■ Work item:
Everything from the first line of the entries through the line containing "let mask = 1usize << qubit;" is to be retyped exactly, and nothing beyond it.

■ Recorded information:
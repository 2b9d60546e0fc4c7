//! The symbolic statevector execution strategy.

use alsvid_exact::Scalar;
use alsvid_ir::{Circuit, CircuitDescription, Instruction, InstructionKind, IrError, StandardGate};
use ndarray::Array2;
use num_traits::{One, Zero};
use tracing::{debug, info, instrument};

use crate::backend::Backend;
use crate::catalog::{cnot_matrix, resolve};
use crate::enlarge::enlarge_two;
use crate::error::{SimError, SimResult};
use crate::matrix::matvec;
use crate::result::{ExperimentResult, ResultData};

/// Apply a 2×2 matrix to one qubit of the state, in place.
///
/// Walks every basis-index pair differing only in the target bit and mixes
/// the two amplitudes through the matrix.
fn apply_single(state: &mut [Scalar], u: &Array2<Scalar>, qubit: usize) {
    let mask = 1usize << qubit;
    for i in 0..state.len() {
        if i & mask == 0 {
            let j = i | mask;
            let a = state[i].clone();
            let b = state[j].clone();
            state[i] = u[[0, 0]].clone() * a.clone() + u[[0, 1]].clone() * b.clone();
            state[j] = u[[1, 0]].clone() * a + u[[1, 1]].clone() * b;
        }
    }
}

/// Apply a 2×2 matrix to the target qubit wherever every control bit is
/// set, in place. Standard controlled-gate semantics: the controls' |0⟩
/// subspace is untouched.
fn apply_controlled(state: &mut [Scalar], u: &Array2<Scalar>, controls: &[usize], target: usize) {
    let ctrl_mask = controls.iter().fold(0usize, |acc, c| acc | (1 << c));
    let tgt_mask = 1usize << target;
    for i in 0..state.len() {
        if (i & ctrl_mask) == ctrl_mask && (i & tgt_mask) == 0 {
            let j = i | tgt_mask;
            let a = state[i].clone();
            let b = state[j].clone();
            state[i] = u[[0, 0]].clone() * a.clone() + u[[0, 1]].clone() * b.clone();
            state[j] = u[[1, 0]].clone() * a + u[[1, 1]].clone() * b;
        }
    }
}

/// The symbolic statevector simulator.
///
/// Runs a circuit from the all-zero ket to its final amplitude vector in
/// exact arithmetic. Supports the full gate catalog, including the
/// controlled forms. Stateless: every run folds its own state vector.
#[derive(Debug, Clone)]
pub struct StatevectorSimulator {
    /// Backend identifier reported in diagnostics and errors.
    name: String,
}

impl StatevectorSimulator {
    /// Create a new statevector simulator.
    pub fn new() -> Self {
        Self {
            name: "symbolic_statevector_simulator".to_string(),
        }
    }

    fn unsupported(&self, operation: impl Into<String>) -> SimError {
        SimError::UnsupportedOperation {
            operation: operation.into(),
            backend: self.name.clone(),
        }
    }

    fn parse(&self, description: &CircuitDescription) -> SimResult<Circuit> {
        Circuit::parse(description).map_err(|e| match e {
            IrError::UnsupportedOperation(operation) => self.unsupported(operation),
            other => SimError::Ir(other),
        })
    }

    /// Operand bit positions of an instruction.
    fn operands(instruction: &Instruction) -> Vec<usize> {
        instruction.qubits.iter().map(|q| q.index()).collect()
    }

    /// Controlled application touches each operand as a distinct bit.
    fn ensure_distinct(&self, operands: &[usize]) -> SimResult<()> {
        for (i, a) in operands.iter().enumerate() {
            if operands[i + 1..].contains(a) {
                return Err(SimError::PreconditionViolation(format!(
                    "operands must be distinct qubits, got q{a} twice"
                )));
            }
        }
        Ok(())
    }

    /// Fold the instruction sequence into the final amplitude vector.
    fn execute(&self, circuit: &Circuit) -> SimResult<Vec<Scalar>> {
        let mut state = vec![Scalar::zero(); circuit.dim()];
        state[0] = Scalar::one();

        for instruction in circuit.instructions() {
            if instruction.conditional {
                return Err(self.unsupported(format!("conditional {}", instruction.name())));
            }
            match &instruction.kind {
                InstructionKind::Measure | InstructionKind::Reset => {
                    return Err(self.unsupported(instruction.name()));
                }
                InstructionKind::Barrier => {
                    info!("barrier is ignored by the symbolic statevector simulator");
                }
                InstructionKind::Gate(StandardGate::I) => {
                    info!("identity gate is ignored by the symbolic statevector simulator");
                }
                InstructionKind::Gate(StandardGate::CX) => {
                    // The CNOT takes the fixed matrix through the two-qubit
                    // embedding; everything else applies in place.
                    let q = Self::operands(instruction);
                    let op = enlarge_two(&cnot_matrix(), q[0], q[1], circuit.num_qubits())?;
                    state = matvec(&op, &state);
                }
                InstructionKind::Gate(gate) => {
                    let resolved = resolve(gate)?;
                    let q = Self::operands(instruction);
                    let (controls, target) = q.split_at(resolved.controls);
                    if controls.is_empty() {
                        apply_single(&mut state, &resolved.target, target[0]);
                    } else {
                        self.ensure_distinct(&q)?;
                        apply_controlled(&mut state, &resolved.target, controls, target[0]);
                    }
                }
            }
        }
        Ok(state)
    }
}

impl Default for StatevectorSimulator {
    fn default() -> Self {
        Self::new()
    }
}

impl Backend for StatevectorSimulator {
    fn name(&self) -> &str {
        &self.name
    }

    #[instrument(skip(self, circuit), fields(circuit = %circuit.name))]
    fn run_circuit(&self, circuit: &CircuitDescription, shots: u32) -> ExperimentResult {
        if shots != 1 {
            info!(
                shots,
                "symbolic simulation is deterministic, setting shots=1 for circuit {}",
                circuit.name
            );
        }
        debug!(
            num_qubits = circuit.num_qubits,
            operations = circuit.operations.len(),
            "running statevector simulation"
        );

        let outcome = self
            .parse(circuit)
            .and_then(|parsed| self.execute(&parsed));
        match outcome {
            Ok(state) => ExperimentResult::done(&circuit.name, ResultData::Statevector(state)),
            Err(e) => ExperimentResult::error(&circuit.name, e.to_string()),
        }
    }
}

■ Problem solution:
repository 2b9d60546e0fc4c7
//! The symbolic statevector execution strategy.

use alsvid_exact::Scalar;
use alsvid_ir::{Circuit, CircuitDescription, Instruction, InstructionKind, IrError, StandardGate};
use ndarray::Array2;
use num_traits::{One, Zero};
use tracing::{debug, info, instrument};

use crate::backend::Backend;
use crate::catalog::{cnot_matrix, resolve};
use crate::enlarge::enlarge_two;
use crate::error::{SimError, SimResult};
use crate::matrix::matvec;
use crate::result::{ExperimentResult, ResultData};

/// Apply a 2×2 matrix to one qubit of the state, in place.
///
/// Walks every basis-index pair differing only in the target bit and mixes
/// the two amplitudes through the matrix.
fn apply_single(state: &mut [Scalar], u: &Array2<Scalar>, qubit: usize) {
    let mask = 1usize << qubit;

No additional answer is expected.